Sitting on the banks of the West Cherry Creek River Branch, just north of the Palmer Divide is the little village of Spring Valley. The school is still standing with a couple of out buildings and on north a ways is the cemetery and church.
The Cherokee Trail passed through the area in the 1850’s and the Military had mapped out the area for travelers. Trade from Mexico went through this area and the Mountain Man had been trapping in the area for decades. With the numerous springs and the stream to follow it was a well traveled route.
When the Cherokee Indians passed through they were on their way to the gold fields of California. They were quite the gold miners in their home country of Georgia and they wanted to see what the west coast had to offer. As they traveled they would pan in the streams looking for the shinny flakes. Along the cherry Creek river the Indians found lots of teasers. When got to where the river met they Platte River they found good flakes of gold. Here they set up a camp at the confluence of the Cherry Creek and the Platte River, calling it Auraria, after their home in Georgia.
The Indians searched the other streams nearby and where Ralston Creek meets Clear Creek they found their first good gold deposit in the river. Returning to their camp, it was decided that small group would return to Oklahoma where they had been moved to and tell other members. The rest would go onto California and the following year they would meet the other members from the tribe at Auraria Camp with their equipment.
Soon the news of the gold finds in the rivers of Colorado was spreading and people were heading into the new frontier to seek out their fortune.
The military built a fort in the Spring Valley to protect the travelers from attacks, Fort Iron. A short distance to the north is where the Smoky Hill Trail joined Cherry Creek to go north. Soon Cherry Creek was bustling trail of fortune seekers. There were wagon trains of freight moving northward to supply the miners.
More and more people began to move in and settle in the area. The late 1800’s the community of Spring valley was established. Stores were built, a schoolhouse, homes, a Post Office and other shops. It was a rich ground for farming and raising cattle. Potatoes, beans and hay were the major crops grown in the fertile area.
As civilization expanded, highways were built and none went near the little farming/ranching community. Soon the shops and stores were moving and the Post Office closed. The window of history was closing on the once busy little town.
Here is a link to the Douglas County Historical Society web page about little town. It appears the Society had a lease on the property but lost it for some reason.

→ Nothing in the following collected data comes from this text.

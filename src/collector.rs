//! Collection of gaze (or cursor) samples on a background thread.
//!
//! A [`Collector`] owns one [`SampleSource`], the device-specific part, and
//! runs it in a loop on its own thread, writing every sample into a shared
//! [`PositionStore`]. The collector is either idle or running:
//!
//! - [`Collector::run`] starts the thread. If it is already running, nothing
//!   happens.
//! - [`Collector::stop`] tells the thread to finish and waits for it. Once it
//!   returns, the store will not be written again. If the collector is idle,
//!   nothing happens.
//!
//! Errors the source marks as transient (a single garbled packet, say) are
//! logged and sampling carries on. Any other error is logged, ends the
//! thread, and comes back out of the next `stop()`.

use crate::config::{ConfigError, TrackerConfig};
use crate::cursor_source::CursorSource;
use crate::gazepoint::GazepointSource;
use crate::position::Position;
use crate::position_store::PositionStore;
use crate::simulated_source::SimulatedSource;

use log::{error, info, warn};
use serde::{Deserialize, Serialize};
use std::{
    borrow::Cow,
    fmt, io,
    str::FromStr,
    sync::{
        atomic::{AtomicBool, Ordering},
        Arc,
    },
    thread::{self, JoinHandle},
    time::{Duration, Instant},
};

/// One reading from a device. Single-stream devices report the same position
/// for both sides.
#[derive(Debug, Clone, Copy, PartialEq)]
pub struct Sample {
    /// Right eye (or the only) position
    pub right: Position,
    /// Left eye (or the only) position
    pub left: Position,
    /// Sequence number or timestamp from the device, zero if it has none
    pub sequence: f64,
}

impl Sample {
    /// A sample from a device with only one stream.
    pub fn single(pos: Position, sequence: f64) -> Self {
        Self {
            right: pos,
            left: pos,
            sequence,
        }
    }
}

/// The device-specific half of a collector.
pub trait SampleSource: Send {
    /// Human-readable name of the device, used to label recorded data.
    fn name(&self) -> &str;

    /// How long to sleep between calls to [`SampleSource::next_sample`].
    /// Sources that block on I/O themselves return `None`.
    ///
    /// Sources that block must wake up at least every few hundred
    /// milliseconds, otherwise [`Collector::stop`] has to wait for them.
    fn poll_interval(&self) -> Option<Duration>;

    /// Produce the next sample, or `None` if there was nothing new.
    fn next_sample(&mut self) -> Result<Option<Sample>, CollectorError>;
}

/// Things the sources may need from the rest of the program.
#[derive(Debug, Clone)]
pub struct SourceContext {
    /// Screen size in pixels, for sources that report fractions of it
    pub resolution: (u32, u32),
    /// The live pointer position, kept up to date by the user interface
    pub pointer: Arc<PositionStore>,
}

/// The trackers this program knows how to collect from.
#[derive(Debug, Clone, Copy, PartialEq, Eq, Deserialize, Serialize)]
#[serde(rename_all = "lowercase")]
pub enum TrackerKind {
    /// The pointer itself, as a stand-in for a gaze tracker
    #[serde(alias = "dummy", alias = "Mouse")]
    Mouse,
    /// Gazepoint GP3, over the Open Gaze API
    #[serde(rename = "gp3", alias = "GP3", alias = "GazepointGp3")]
    GazepointGp3,
    /// Synthetic binocular gaze with jitter and blinks
    #[serde(alias = "Simulated")]
    Simulated,
}

impl TrackerKind {
    /// Open the source for this tracker. Connection problems are reported
    /// here, before any thread has started.
    pub fn connect(
        &self,
        config: &TrackerConfig,
        context: SourceContext,
    ) -> Result<Box<dyn SampleSource>, CollectorError> {
        Ok(match self {
            Self::Mouse => Box::new(CursorSource::new(context.pointer)),
            Self::GazepointGp3 => Box::new(GazepointSource::connect(config, context.resolution)?),
            Self::Simulated => Box::new(
                SimulatedSource::builder()
                    .resolution(context.resolution)
                    .build(),
            ),
        })
    }

    /// Whether this tracker reports the eyes separately.
    pub fn is_binocular(&self) -> bool {
        match self {
            Self::Mouse => false,
            Self::GazepointGp3 | Self::Simulated => true,
        }
    }
}

impl FromStr for TrackerKind {
    type Err = ConfigError;
    fn from_str(s: &str) -> Result<Self, Self::Err> {
        match s {
            "mouse" | "dummy" => Ok(Self::Mouse),
            "GP3" | "gp3" => Ok(Self::GazepointGp3),
            "simulated" => Ok(Self::Simulated),
            _ => Err(ConfigError::UnknownTracker(s.to_owned())),
        }
    }
}

impl fmt::Display for TrackerKind {
    fn fmt(&self, f: &mut fmt::Formatter<'_>) -> fmt::Result {
        match self {
            Self::Mouse => write!(f, "mouse"),
            Self::GazepointGp3 => write!(f, "gp3"),
            Self::Simulated => write!(f, "simulated"),
        }
    }
}

/// What the sampling thread hands back when it finishes: the source, so the
/// collector can be started again, and how the loop ended.
type LoopExit = (Box<dyn SampleSource>, Result<(), CollectorError>);

/// Runs a [`SampleSource`] on a background thread, feeding a
/// [`PositionStore`].
pub struct Collector {
    name: String,
    store: Arc<PositionStore>,
    running: Arc<AtomicBool>,
    source: Option<Box<dyn SampleSource>>,
    handle: Option<JoinHandle<LoopExit>>,
}

impl Collector {
    /// A collector in the idle state that will write samples from `source`
    /// into `store`.
    pub fn new(source: Box<dyn SampleSource>, store: Arc<PositionStore>) -> Self {
        Self {
            name: source.name().to_owned(),
            store,
            running: Arc::new(AtomicBool::new(false)),
            source: Some(source),
            handle: None,
        }
    }

    /// Connect to the given tracker and build an idle collector for it.
    pub fn create(
        kind: TrackerKind,
        config: &TrackerConfig,
        context: SourceContext,
        store: Arc<PositionStore>,
    ) -> Result<Self, CollectorError> {
        Ok(Self::new(kind.connect(config, context)?, store))
    }

    /// Name of the tracker being collected from.
    pub fn name(&self) -> &str {
        &self.name
    }

    /// Is the sampling thread running?
    pub fn is_running(&self) -> bool {
        self.running.load(Ordering::Acquire)
    }

    /// Start sampling on a background thread. Does nothing if already
    /// running.
    pub fn run(&mut self) {
        if self.is_running() {
            return;
        }

        // a thread that ended on its own is still waiting to be joined
        if let Some(handle) = self.handle.take() {
            if let Err(e) = self.reap(handle) {
                warn!("{} : previous collection ended with: {e}", self.name);
            }
        }

        let Some(source) = self.source.take() else {
            error!("{} : source was lost, cannot restart collection", self.name);
            return;
        };

        self.running.store(true, Ordering::Release);
        let store = Arc::clone(&self.store);
        let running = Arc::clone(&self.running);
        self.handle = Some(thread::spawn(move || sample_loop(source, store, running)));
    }

    /// Stop sampling and wait for the background thread to finish, however
    /// long that takes. Does nothing if idle.
    ///
    /// Returns the error that ended the thread, if there was one.
    pub fn stop(&mut self) -> Result<(), CollectorError> {
        self.running.store(false, Ordering::Release);
        match self.handle.take() {
            Some(handle) => self.reap(handle),
            None => Ok(()),
        }
    }

    /// Like [`Collector::stop`], but give up waiting after `timeout`.
    ///
    /// On timeout the thread has still been told to stop and a later `stop()`
    /// will wait for it again.
    pub fn stop_timeout(&mut self, timeout: Duration) -> Result<(), CollectorError> {
        self.running.store(false, Ordering::Release);
        let Some(handle) = self.handle.take() else {
            return Ok(());
        };

        let deadline = Instant::now() + timeout;
        while !handle.is_finished() {
            if Instant::now() >= deadline {
                self.handle = Some(handle);
                return Err(CollectorError::StopTimedOut(timeout));
            }
            spin_sleep::sleep(Duration::from_millis(5));
        }
        self.reap(handle)
    }

    fn reap(&mut self, handle: JoinHandle<LoopExit>) -> Result<(), CollectorError> {
        match handle.join() {
            Ok((source, result)) => {
                self.source = Some(source);
                result
            }
            Err(_) => Err(CollectorError::Panicked(self.name.clone())),
        }
    }
}

impl fmt::Debug for Collector {
    fn fmt(&self, f: &mut fmt::Formatter<'_>) -> fmt::Result {
        f.debug_struct("Collector")
            .field("name", &self.name)
            .field("running", &self.is_running())
            .finish()
    }
}

/// How long a dropped collector waits for its thread before leaving it
/// behind. Call [`Collector::stop`] first to wait for as long as it takes.
const DROP_STOP_TIMEOUT: Duration = Duration::from_secs(1);

impl Drop for Collector {
    fn drop(&mut self) {
        match self.stop_timeout(DROP_STOP_TIMEOUT) {
            Ok(()) => {}
            Err(CollectorError::StopTimedOut(_)) => {
                warn!("{} : collection thread did not stop, leaving it behind", self.name)
            }
            Err(e) => error!("{} : {e}", self.name),
        }
    }
}

fn sample_loop(
    mut source: Box<dyn SampleSource>,
    store: Arc<PositionStore>,
    running: Arc<AtomicBool>,
) -> LoopExit {
    let name = source.name().to_owned();
    let interval = source.poll_interval();
    info!("{name} : collection started.");

    let mut result = Ok(());
    while running.load(Ordering::Acquire) {
        match source.next_sample() {
            Ok(Some(sample)) => store.set_right_left(sample.right, sample.left, sample.sequence),
            Ok(None) => {}
            Err(e) if e.is_transient() => warn!("{name} : skipping sample : {e}"),
            Err(e) => {
                error!("{name} : collection failed : {e}");
                result = Err(e);
                break;
            }
        }

        if let Some(interval) = interval {
            spin_sleep::sleep(interval);
        }
    }

    running.store(false, Ordering::Release);
    info!("{name} : collection stopped.");
    (source, result)
}

/// Something went wrong talking to a tracker.
#[derive(Debug)]
pub enum CollectorError {
    /// The tracker could not be reached
    Connect {
        /// Tracker name
        tracker: String,
        /// Where we tried to connect
        address: String,
        /// Why it failed
        source: io::Error,
    },
    /// Reading from or writing to the tracker failed
    Io(io::Error),
    /// A single sample could not be understood; sampling continues
    Malformed(String),
    /// The tracker closed the connection
    Disconnected(String),
    /// The sampling thread panicked
    Panicked(String),
    /// The sampling thread did not stop in time
    StopTimedOut(Duration),
}

impl CollectorError {
    /// Transient errors only spoil one sample; everything else ends
    /// collection.
    pub fn is_transient(&self) -> bool {
        matches!(self, Self::Malformed(_))
    }
}

impl fmt::Display for CollectorError {
    fn fmt(&self, f: &mut fmt::Formatter<'_>) -> fmt::Result {
        use CollectorError as CE;
        let msg = match self {
            CE::Connect {
                tracker,
                address,
                source,
            } => Cow::from(format!("could not connect to {tracker} at {address}: {source}")),
            CE::Io(error) => Cow::from(format!("io error: {error}")),
            CE::Malformed(msg) => Cow::from(format!("malformed sample: {msg}")),
            CE::Disconnected(tracker) => Cow::from(format!("{tracker} closed the connection")),
            CE::Panicked(tracker) => Cow::from(format!("{tracker} collection thread panicked")),
            CE::StopTimedOut(timeout) => {
                Cow::from(format!("collection did not stop within {timeout:?}"))
            }
        };

        write!(f, "{}", msg)
    }
}

impl std::error::Error for CollectorError {
    fn source(&self) -> Option<&(dyn std::error::Error + 'static)> {
        match self {
            Self::Connect { source, .. } => Some(source),
            Self::Io(error) => Some(error),
            _ => None,
        }
    }
}

impl From<io::Error> for CollectorError {
    fn from(value: io::Error) -> Self {
        Self::Io(value)
    }
}
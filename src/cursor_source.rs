//! The pointer as a stand-in gaze tracker.

use crate::collector::{CollectorError, Sample, SampleSource};
use crate::position_store::PositionStore;

use std::{sync::Arc, time::Duration};

/// How often the pointer is sampled.
pub const CURSOR_POLL_INTERVAL: Duration = Duration::from_millis(100);

/// Reports wherever the pointer currently is. The user interface keeps the
/// pointer store up to date; this source just copies it across every
/// [`CURSOR_POLL_INTERVAL`], numbering the samples as it goes.
#[derive(Debug)]
pub struct CursorSource {
    pointer: Arc<PositionStore>,
    count: u64,
}

impl CursorSource {
    pub fn new(pointer: Arc<PositionStore>) -> Self {
        Self { pointer, count: 0 }
    }
}

impl SampleSource for CursorSource {
    fn name(&self) -> &str {
        "Mouse"
    }

    fn poll_interval(&self) -> Option<Duration> {
        Some(CURSOR_POLL_INTERVAL)
    }

    fn next_sample(&mut self) -> Result<Option<Sample>, CollectorError> {
        let pos = self.pointer.read_single();
        self.count += 1;
        Ok(Some(Sample::single(pos, self.count as f64)))
    }
}

#[cfg(test)]
mod tests {
    use super::*;
    use crate::position::Position;

    #[test]
    fn copies_the_pointer() {
        let pointer = Arc::new(PositionStore::new());
        let mut source = CursorSource::new(Arc::clone(&pointer));

        let first = source.next_sample().unwrap().unwrap();
        assert_eq!(first.right, Position::INVALID);
        assert_eq!(first.sequence, 1.0);

        pointer.set_single(Position::new(12, 34), 0.0);
        let second = source.next_sample().unwrap().unwrap();
        assert_eq!(second.right, Position::new(12, 34));
        assert_eq!(second.left, Position::new(12, 34));
        assert_eq!(second.sequence, 2.0);
    }
}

This area along the County line is some of the most spectacular ranching land in Colorado. Sadly developers are acquiring some land and planting 2X6’s with roofs in the area, putting blotches on the rolling vistas.
The school had been cared for but now appears to being neglected and at the whims of nature. It is believed to of been built in the mid 1870’s. For an old wooden building to have survived that long is a testimony to the care it had received. The out building show signs of neglect yet they still stand after all those years. On a hillside overlooking the valley resides the little country school.